Library of Congress Record


 (ISBN-13: 9780521802932 | ISBN-10: 0521802938)


The genetic information system

Socrates: Every sort of confusion like these is to be found in our minds; and it is this weakness in our nature that is exploited, with a quite magical effect, by many tricks of illusion, like scene-painting and conjuring.

Glaucon: True.

Socrates: But satisfactory means have been found for dispelling these illusions by measuring, counting and weighing. We are no longer at the mercy of apparent differences of size and quantity and weight; the faculty which has done the counting, measuring or weighing takes control instead. And this can only be the work of the calculating or reasoning element in the soul.

The Republic, Book Ⅹ, Plato (428–348 B.C.),
translated by Francis M. Cornford, Oxford University Press.

1.1 Expressing knowledge in numbers

Socrates (The Republic, Book Ⅵ, p.745) had noted, in an earlier conversation with Glaucon, that students of geometry and reckoning first set up postulates appropriate to each branch of science, treating them as known absolute assumptions, taking it for granted that they are obvious to everybody. Thus, as Socrates taught us, the essence of science is measuring, counting, and weighing together with reasoning from postulates or axioms. This breaks molecular biology out of sophisticated Just So Stories (Kipling, 1902) into the quantitative mode, used by natural scientists (Gamow, 1954; Wolynes, 1998).

   Hermann Rorschach (1884–1922), a Swiss psychiatrist, analyzed the interpretations, by his subjects, of ten standard inkblots to probe their thoughts. There is a danger that we may be looking at the shapes of Rorschach inkblots, so to speak, and seeing what we want to see when science attempts to proceed from qualitative arguments. The more discussions can be made quantitative and avoid ad hoc explanations, the better our understanding of biology is served. There are no “other ways of knowing” in science. The absence of evidence is evidence of absence.
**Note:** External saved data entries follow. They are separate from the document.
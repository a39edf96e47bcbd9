//! JSON output formatter

use crate::types::AnalysisResult;
use serde_json::json;

/// Format a result as a JSON document
pub fn format_json(path: &str, language: &str, result: &AnalysisResult) -> String {
    let value = match result {
        AnalysisResult::Ok {
            diagnostics,
            execution_time,
        } => json!({
            "file": path,
            "language": language,
            "diagnostics": diagnostics,
            "executionTimeMs": u64::try_from(execution_time.as_millis()).unwrap_or(u64::MAX),
        }),
        AnalysisResult::Error { message } => json!({
            "file": path,
            "language": language,
            "error": message,
        }),
    };
    serde_json::to_string_pretty(&value)
        .unwrap_or_else(|e| format!("{{\"error\": \"Failed to serialize results: {}\"}}", e))
}

#[cfg(test)]
mod tests {
    use super::*;
    use crate::types::{Diagnostic, Severity};
    use std::time::Duration;

    #[test]
    fn test_format_json_with_diagnostics() {
        let result = AnalysisResult::ok(
            vec![Diagnostic::new(2, 4, 3, "undefined: fmt", Severity::Error)],
            Duration::from_millis(250),
        );
        let parsed: serde_json::Value =
            serde_json::from_str(&format_json("main.go", "go", &result)).unwrap();

        assert_eq!(parsed["file"], "main.go");
        assert_eq!(parsed["executionTimeMs"], 250);
        assert_eq!(parsed["diagnostics"][0]["line"], 2);
        assert_eq!(parsed["diagnostics"][0]["severity"], "error");
    }

    #[test]
    fn test_format_json_saturates_huge_durations() {
        let result = AnalysisResult::ok(vec![], Duration::MAX);
        let parsed: serde_json::Value =
            serde_json::from_str(&format_json("main.py", "python", &result)).unwrap();
        assert_eq!(parsed["executionTimeMs"], u64::MAX);
    }

    #[test]
    fn test_format_json_error() {
        let result = AnalysisResult::error("Internal linter error: dart not found");
        let parsed: serde_json::Value =
            serde_json::from_str(&format_json("main.dart", "dart", &result)).unwrap();
        assert_eq!(parsed["error"], "Internal linter error: dart not found");
        assert!(parsed.get("diagnostics").is_none());
    }
}
//! Connection lifecycle of a live session

use std::fmt;

/// State of a [`LiveSession`](super::LiveSession)
///
/// Transitions only move forward: `Connecting → Open → Closed` or
/// `Connecting → Closed`. A closed session is never reopened.
#[derive(Debug, Clone, Copy, PartialEq, Eq, Hash)]
pub enum ConnectionState {
    /// Handshake in progress
    Connecting,
    /// Requests may be sent
    Open,
    /// Terminal
    Closed,
}

impl ConnectionState {
    /// Whether requests may be sent
    pub fn is_open(self) -> bool {
        matches!(self, ConnectionState::Open)
    }

    /// Whether the session has ended
    pub fn is_closed(self) -> bool {
        matches!(self, ConnectionState::Closed)
    }
}

impl fmt::Display for ConnectionState {
    fn fmt(&self, f: &mut fmt::Formatter<'_>) -> fmt::Result {
        match self {
            ConnectionState::Connecting => write!(f, "connecting"),
            ConnectionState::Open => write!(f, "open"),
            ConnectionState::Closed => write!(f, "closed"),
        }
    }
}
   The laws of physics and chemistry are much like the rules of a game such as football. The referees see to it that these laws are obeyed but that does not predict the winner of the Super Bowl. There is not enough information in the rules of the game to make that prediction. That is why we play the game. Chaitin (1985, 1987a) has examined the information content of the laws of physics by actually programming them. He finds the information content amazingly small.

   The reason that there are principles of biology that cannot be derived from the laws of physics and chemistry lies simply in the fact that the genetic information content of the genome for constructing even the simplest organisms is much larger than the information content of these laws (Yockey, 1992).
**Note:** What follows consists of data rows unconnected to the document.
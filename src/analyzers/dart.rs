//! Dart analyzer backed by `dart analyze --format=machine`

use super::position::{line_text, utf16_span_chars, utf16_to_char_column};
use super::process::Tool;
use super::{AnalyzeFuture, Analyzer, ScratchDir};
use crate::config::DartConfig;
use crate::types::{AnalyzerError, Diagnostic, Language, Severity};

/// Analyzer for Dart
#[derive(Debug, Clone)]
pub struct DartAnalyzer {
    config: DartConfig,
}

impl DartAnalyzer {
    /// Create a new Dart analyzer
    pub fn new(config: DartConfig) -> Self {
        Self { config }
    }

    async fn run(&self, code: &str) -> Result<Vec<Diagnostic>, AnalyzerError> {
        let scratch = ScratchDir::new("dart")?;
        scratch.write("main.dart", code).await?;

        let tool = Tool::new(&self.config.dart)
            .args(["analyze", "--format=machine", "main.dart"])
            .current_dir(scratch.path())
            .env("DART_SUPPRESS_ANALYTICS", "true");
        let output = tool.run().await?;

        // machine output has gone to either stream across SDK releases
        let mut diagnostics = parse_output(code, &output.stdout);
        diagnostics.extend(parse_output(code, &output.stderr));

        // exit code is non-zero whenever issues were found
        if diagnostics.is_empty() && !output.status.success() {
            return output.unparsed_or_failure(tool.program());
        }

        Ok(diagnostics)
    }
}

impl Analyzer for DartAnalyzer {
    fn language(&self) -> Language {
        Language::Dart
    }

    fn analyze<'a>(&'a self, code: &'a str) -> AnalyzeFuture<'a> {
        Box::pin(self.run(code))
    }
}

/// Map a Dart analyzer severity onto a severity
pub fn tool_severity(severity: &str) -> Severity {
    match severity {
        "ERROR" => Severity::Error,
        "WARNING" => Severity::Warning,
        "INFO" => Severity::Info,
        _ => Severity::Warning,
    }
}

/// Split a machine-format line on unescaped `|`
fn split_fields(line: &str) -> Vec<String> {
    let mut fields = Vec::new();
    let mut current = String::new();
    let mut chars = line.chars();
    while let Some(ch) = chars.next() {
        match ch {
            '\\' => {
                if let Some(next) = chars.next() {
                    current.push(next);
                }
            }
            '|' => fields.push(std::mem::take(&mut current)),
            _ => current.push(ch),
        }
    }
    fields.push(current);
    fields
}

/// Parse `SEVERITY|TYPE|CODE|FILE|LINE|COLUMN|LENGTH|MESSAGE` lines
pub fn parse_output(code: &str, output: &str) -> Vec<Diagnostic> {
    output
        .lines()
        .filter_map(|raw| {
            let fields = split_fields(raw.trim_end());
            if fields.len() < 8 {
                return None;
            }
            let line: usize = fields[4].parse().ok()?;
            let utf16_column: usize = fields[5].parse().ok()?;
            let utf16_length: usize = fields[6].parse().unwrap_or(1);
            let (column, length) = match line_text(code, line) {
                Some(text) => (
                    utf16_to_char_column(text, utf16_column),
                    utf16_span_chars(text, utf16_column.saturating_sub(1), utf16_length),
                ),
                None => (utf16_column, utf16_length),
            };

            Some(Diagnostic::new(
                line,
                column,
                length,
                fields[7..].join("|"),
                tool_severity(&fields[0]),
            ))
        })
        .collect()
}
//! Scenarios against a real TypeScript toolchain
//!
//! These need `node` on PATH with the `typescript` package resolvable, so
//! they are ignored by default. Run with `cargo test -- --ignored`.

use livelint::config::AnalysisConfig;
use livelint::{AnalysisResult, AnalyzeRequest, Dispatcher, Severity};

async fn analyze_typescript(code: &str) -> AnalysisResult {
    Dispatcher::from_config(&AnalysisConfig::default())
        .dispatch(&AnalyzeRequest::new("typescript", code))
        .await
}

#[tokio::test]
#[ignore = "needs node and typescript"]
async fn test_assignability_mismatch() {
    let result = analyze_typescript("const x: number = 'hello';").await;
    assert!(result.is_ok(), "{:?}", result);

    let diagnostics = result.diagnostics();
    assert_eq!(diagnostics.len(), 1, "{:?}", diagnostics);
    let diag = &diagnostics[0];
    // the span covers the string literal, not the declared name
    assert_eq!((diag.line(), diag.column(), diag.length()), (1, 19, 7));
    assert_eq!(diag.severity(), Severity::Error);
    assert!(diag.message().contains("not assignable"));
}

#[tokio::test]
#[ignore = "needs node and typescript"]
async fn test_clean_code_has_no_diagnostics() {
    let result = analyze_typescript("const x: number = 42;\nconsole.log(x);").await;
    assert_eq!(result.diagnostics(), &[]);
    assert!(result.is_ok());
}

#[tokio::test]
#[ignore = "needs node and typescript"]
async fn test_malformed_expression_is_located() {
    let result = analyze_typescript("const x: number = ;").await;
    let diagnostics = result.diagnostics();

    assert!(!diagnostics.is_empty(), "{:?}", result);
    assert!(diagnostics.iter().all(|d| d.severity() == Severity::Error));
    assert!(diagnostics.iter().any(|d| d.column() > 1));
}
1.1.1 The definition of life and Louis Pasteur

Mr. Justice Potter Stewart (1915–85, U.S. Supreme Court) said he couldn’t define pornography, but he knew it when he saw it. It is often said that no broadly accepted definition of life exists. Like Edgar Allan Poe’s (1809–48) The Purloined Letter, the definition of life has been in plain sight since 1848. One of Louis Pasteur’s (1822–95) more important discoveries, relevant to the nature and origin of life, is that ammonium tartrate tetrahydrate when made from grapes has only the left-handed molecules, Pasteur (1848, 1922). When examined in a polarimeter, they are found to rotate the plane of polarization of light to the left. Ammonium tartrate tetrahydrate made synthetically is racemic, that is, composed of equal numbers of right-handed and left-handed molecules. The human hand is chiral. Each hand is the mirror image of the other. Neither can be superimposed on the other.

   Pasteur carefully selected the two kinds of crystals, called optical isomers, and found that each rotated the plane of polarization in opposite directions, one left and the other right. He prepared a synthetic ammonium tartrate tetrahydrate solution and contaminated it with a mold. The solution became more optically active with time. It followed that the mold was using only the left-handed ammonium tartrate molecules. What a delicate appetite that mold had! This achievement of Pasteur is the first demonstration of chiral molecules as an essential and unique element in biology. It can serve as a definition of life, as any substance composed of only one optical isomer must have come from life (Section 8.1.3).

   An additional criterion for this book is:

The existence of a genome and the genetic code divides living organisms from nonliving matter. There is nothing in the physico-chemical world that remotely resembles reactions being determined by a sequence and codes between sequences.

1.1.2 The work of Gregor Mendel (1822–84) leading to molecular biology and genetics

In the nineteenth century, intuition led many to believe that the inheritance of characteristics, such as tall and short, would yield a blending of these traits and produce plants of medium height (Jenkin, 1867). The theory of blending inheritance predicts either the disappearance of favored traits or that mutations must be several thousand times as frequent as they are known to be (Fisher, 1930). Therefore, Jenkin concluded that this was evidence that Darwinian evolution would never occur.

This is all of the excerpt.